As Gladys Knight finishes singing the national anthem at the Super Bowl LIII on Sunday, the U.S. Air Force Thunderbirds will roar over the stadium. About a hundred million people will be watching on TV and in the stands for a tradition at 51 of the last 52 Super Bowl games.
The Thunderbirds are a high-speed, death-defying squadron of fighter pilots steering F-16 jets through awe-inducing maneuvers. Often mere feet from one another, they wow crowds at air shows and sporting events around the world, reports "CBS This Morning: Saturday" co-host Dana Jacobson.
"Definitely a little bit more excitement. Could be our biggest event of the year," said Lt. Col. Eric Gorney. Also known as Thunderbird 7, he's the operations officer charged with planning the weekend's flyover.
"The trickiest part is getting the timing just right," Gorney said. "The first thing to remember is we're going 400 mph. So we can't just stop and hover… And the other tricky thing is that we have committed to the flyover. We have started flying in about a minute prior to the national anthem even starting."
In addition to training in the skies above Nellis Air Force Base in Nevada, the pilots work in simulators – their screens filled with the Atlanta cityscape. But nothing beats the real thing. During a practice flyover soaring above Mercedes-Benz Stadium, we got to go along for the ride of a lifetime.
Of course, none of the practice matters if the TV cameras miss the money shot.
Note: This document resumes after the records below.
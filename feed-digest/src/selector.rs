use crate::traits::ItemStore;
use crate::types::{ItemWithEnrichment, Result, Window};
use std::sync::Arc;
use tracing::debug;

pub const DEFAULT_MAX_UNDELIVERED: usize = 20;

/// Window-scoped, score-ordered reads over enriched items.
#[derive(Clone)]
pub struct Selector {
    store: Arc<dyn ItemStore>,
    max_undelivered: usize,
}

impl Selector {
    pub fn new(store: Arc<dyn ItemStore>, max_undelivered: usize) -> Self {
        Self {
            store,
            max_undelivered: max_undelivered.max(1),
        }
    }

    /// Enriched items published inside the window, best first.
    pub async fn ranked(&self, window: Window, limit: Option<usize>) -> Result<Vec<ItemWithEnrichment>> {
        let items = self.store.ranked_enriched(window, limit).await?;
        debug!(%window, count = items.len(), "ranked selection");
        Ok(items)
    }

    /// Same ordering as [`Selector::ranked`], without anything already delivered.
    pub async fn undelivered(&self, window: Window) -> Result<Vec<ItemWithEnrichment>> {
        let items = self
            .store
            .undelivered_ranked(window, self.max_undelivered)
            .await?;
        debug!(%window, count = items.len(), "undelivered selection");
        Ok(items)
    }

    /// String-keyed variant for callers holding a raw window name.
    pub async fn ranked_by_name(&self, window: &str, limit: Option<usize>) -> Result<Vec<ItemWithEnrichment>> {
        let window: Window = window.parse()?;
        self.ranked(window, limit).await
    }

    pub fn max_undelivered(&self) -> usize {
        self.max_undelivered
    }
}
use chrono::{DateTime, Utc};
use serde::{Deserialize, Serialize};

pub type ItemId = i64;

/// A ranked origin (usually a blog domain) that items are harvested from.
#[derive(Debug, Clone, PartialEq, Eq, Serialize, Deserialize)]
pub struct Source {
    pub domain: String,
    pub score: i64,
    pub author: String,
    pub rank: u32,
}

#[derive(Debug, Clone, PartialEq, Eq, Serialize, Deserialize)]
pub struct Item {
    pub id: ItemId,
    pub source: String,
    pub title: String,
    pub url: String,
    pub summary: String,
    pub published_at: Option<DateTime<Utc>>,
    pub harvested_at: DateTime<Utc>,
}

/// An item as produced by the harvester, before the store assigns it an id.
#[derive(Debug, Clone, PartialEq, Eq)]
pub struct NewItem {
    pub source: String,
    pub title: String,
    pub url: String,
    pub summary: String,
    pub published_at: Option<DateTime<Utc>>,
    pub harvested_at: DateTime<Utc>,
}

/// One entry of a retrieved feed, exactly as the transport parsed it.
#[derive(Debug, Clone, Default, PartialEq, Eq)]
pub struct RawFeedItem {
    pub title: Option<String>,
    pub published: Option<DateTime<Utc>>,
    pub updated: Option<DateTime<Utc>>,
    pub summary: Option<String>,
    pub content: Option<String>,
    pub link: Option<String>,
    pub alternate_links: Vec<String>,
}

pub const MIN_SUB_SCORE: u8 = 1;
pub const MAX_SUB_SCORE: u8 = 10;

/// The three model-assigned scores. The total is always derived from them.
#[derive(Debug, Clone, Copy, PartialEq, Eq, Serialize, Deserialize)]
pub struct SubScores {
    pub relevance: u8,
    pub quality: u8,
    pub timeliness: u8,
}

impl SubScores {
    pub fn total(&self) -> u32 {
        u32::from(self.relevance) + u32::from(self.quality) + u32::from(self.timeliness)
    }

    pub fn in_range(&self) -> bool {
        [self.relevance, self.quality, self.timeliness]
            .iter()
            .all(|s| (MIN_SUB_SCORE..=MAX_SUB_SCORE).contains(s))
    }
}

#[derive(Debug, Clone, PartialEq, Eq, Serialize, Deserialize)]
pub struct Enrichment {
    pub item_id: ItemId,
    pub scores: SubScores,
    pub category: String,
    pub keywords: Vec<String>,
    pub synopsis: String,
    pub translated_title: String,
    pub rationale: String,
    pub enriched_at: DateTime<Utc>,
    /// Set once by the delivery stage, never cleared.
    pub delivered_at: Option<DateTime<Utc>>,
}

impl Enrichment {
    pub fn total_score(&self) -> u32 {
        self.scores.total()
    }

    pub fn is_summarized(&self) -> bool {
        !self.synopsis.is_empty()
    }
}

#[derive(Debug, Clone, PartialEq, Eq, Serialize, Deserialize)]
pub struct ItemWithEnrichment {
    pub item: Item,
    pub enrichment: Enrichment,
}

// Object style note:
// These are plain records. Behavior lives in the engine crate behind
// capability traits (store, model backend, transport, notifier) so that any
// presentation layer can depend on this crate alone.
"I just hope they've got their timings right and it happens when it's supposed to happen," veteran football director Mike Arnold said. "Thank God it's a military plane. They're normally on time and they're normally spot on."
Arnold has directed hundreds of football games for CBS Sports. Sunday he'll direct his fifth Super Bowl.
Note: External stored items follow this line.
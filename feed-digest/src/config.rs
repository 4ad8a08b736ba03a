use crate::types::{
    DigestError, DiscoveryConfig, EnrichConfig, HarvestConfig, ModelConfig, PipelineConfig,
    Result, TelegramConfig,
};
use serde::Deserialize;
use std::path::{Path, PathBuf};
use tracing::Level;

pub const DEFAULT_CONFIG_PATH: &str = "feed-digest.toml";

#[derive(Debug, Clone, Default, Deserialize)]
#[serde(default)]
pub struct Config {
    pub database: DatabaseConfig,
    pub model: ModelConfig,
    pub telegram: TelegramConfig,
    pub harvest: HarvestConfig,
    pub enrich: EnrichConfig,
    pub pipeline: PipelineConfig,
    pub discovery: DiscoveryConfig,
    pub logging: LoggingConfig,
}

#[derive(Debug, Clone, Deserialize)]
#[serde(default)]
pub struct DatabaseConfig {
    pub path: PathBuf,
}

impl Default for DatabaseConfig {
    fn default() -> Self {
        Self {
            path: PathBuf::from("feed-digest.db"),
        }
    }
}

#[derive(Debug, Clone, Deserialize)]
#[serde(default)]
pub struct LoggingConfig {
    pub level: String,
}

impl Default for LoggingConfig {
    fn default() -> Self {
        Self {
            level: "info".to_string(),
        }
    }
}

impl LoggingConfig {
    pub fn level(&self) -> Result<Level> {
        self.level
            .parse()
            .map_err(|_| DigestError::Config(format!("invalid log level: {}", self.level)))
    }
}

impl Config {
    /// Read the TOML file (a missing file means defaults), then `.env`, then
    /// process environment overrides.
    pub fn load(path: &Path) -> Result<Self> {
        let mut config = Self::from_file(path)?;
        accept_missing(dotenvy::dotenv().map(|_| ()))?;
        config.apply_env(|key| std::env::var(key).ok());
        config.validate()?;
        Ok(config)
    }

    /// Export the variables of an env file into the process environment. A
    /// missing file is not an error; a malformed one is.
    pub fn load_env_file(path: &Path) -> Result<()> {
        accept_missing(dotenvy::from_path(path))
    }

    pub fn from_file(path: &Path) -> Result<Self> {
        if !path.exists() {
            return Ok(Self::default());
        }
        let content = std::fs::read_to_string(path)?;
        Self::from_toml(&content)
    }

    pub fn from_toml(content: &str) -> Result<Self> {
        toml::from_str(content).map_err(|e| DigestError::Config(e.to_string()))
    }

    /// Overlay environment values. Empty values are ignored.
    pub fn apply_env<F>(&mut self, lookup: F)
    where
        F: Fn(&str) -> Option<String>,
    {
        let get = |key: &str| lookup(key).filter(|v| !v.is_empty());

        if let Some(v) = get("DATABASE_PATH") {
            self.database.path = PathBuf::from(v);
        }
        if let Some(v) = get("MODEL_ADDRESS") {
            self.model.address = v;
        }
        if let Some(v) = get("MODEL_NAME") {
            self.model.model = v;
        }
        if let Some(v) = get("MODEL_USERNAME") {
            self.model.username = v;
        }
        if let Some(v) = get("MODEL_PASSWORD") {
            self.model.password = v;
        }
        if let Some(v) = get("TG_BOT_TOKEN") {
            self.telegram.bot_token = v;
        }
        if let Some(v) = get("TG_CHAT_ID") {
            self.telegram.chat_id = v;
        }
        if let Some(v) = get("LOG_LEVEL") {
            self.logging.level = v;
        }
    }

    pub fn validate(&self) -> Result<()> {
        if self.harvest.concurrency == 0 {
            return Err(DigestError::Config("harvest.concurrency must be at least 1".into()));
        }
        if self.harvest.request_timeout_seconds == 0 {
            return Err(DigestError::Config(
                "harvest.request_timeout_seconds must be positive".into(),
            ));
        }
        if self.enrich.summary_max_attempts == 0 {
            return Err(DigestError::Config(
                "enrich.summary_max_attempts must be at least 1".into(),
            ));
        }
        if self.pipeline.interval_hours == 0 {
            return Err(DigestError::Config("pipeline.interval_hours must be positive".into()));
        }
        self.logging.level()?;
        Ok(())
    }
}

fn accept_missing(result: dotenvy::Result<()>) -> Result<()> {
    match result {
        Ok(()) => Ok(()),
        Err(e) if e.not_found() => Ok(()),
        Err(e) => Err(DigestError::Config(format!("invalid .env file: {e}"))),
    }
}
"I mean that flyover happens in about two seconds so you better be on it because… they're not going to circle around the stadium and do it again for you," Arnold said.
"Is that more stressful for you, Mike, than actually doing the game?" Jacobson asked.
"Yeah, I've got a lot of experience covering football games. I've got less experience covering flyovers, so it is a little more stressful, believe it or not," Arnold said.
Adding to the uncertainty: the weather, which will dictate whether the stadium will have its iconic roof open or shut – and if the flyover can be captured from inside the stadium as the fans will see it. It's a lot to coordinate, requiring each person to focus on his or her role.
"So we'll have me as Thunderbird 7 in the control room. We'll have Thunderbird 8 up on top of the stadium with a radio talking to the pilots. And so I'll be there with a computer, a little spread sheet, hacking the clock at the end of each line of the national anthem to make sure we're on time," Gorney said. On time for when Knight sings those famous last words of the national anthem.
"It's 'land of the free, home of the brave,'" Arnold said. "So when those words come I'm probably going to be looking up to the sky, looking for those planes."
"It's all down to the timing, the director's worried about the timing. He's reliant on you. Who are you reliant on?" Jacobson asked Gorney.
"I'm reliant on Gladys Knight to execute on script on time," Gorney responded. "Hopefully we can sit down and have lunch. Maybe I can talk to her about how important that is."
"I say I'm gonna do it and you guys will know exactly when I'm gonna do this line right here," Knight said, laughing.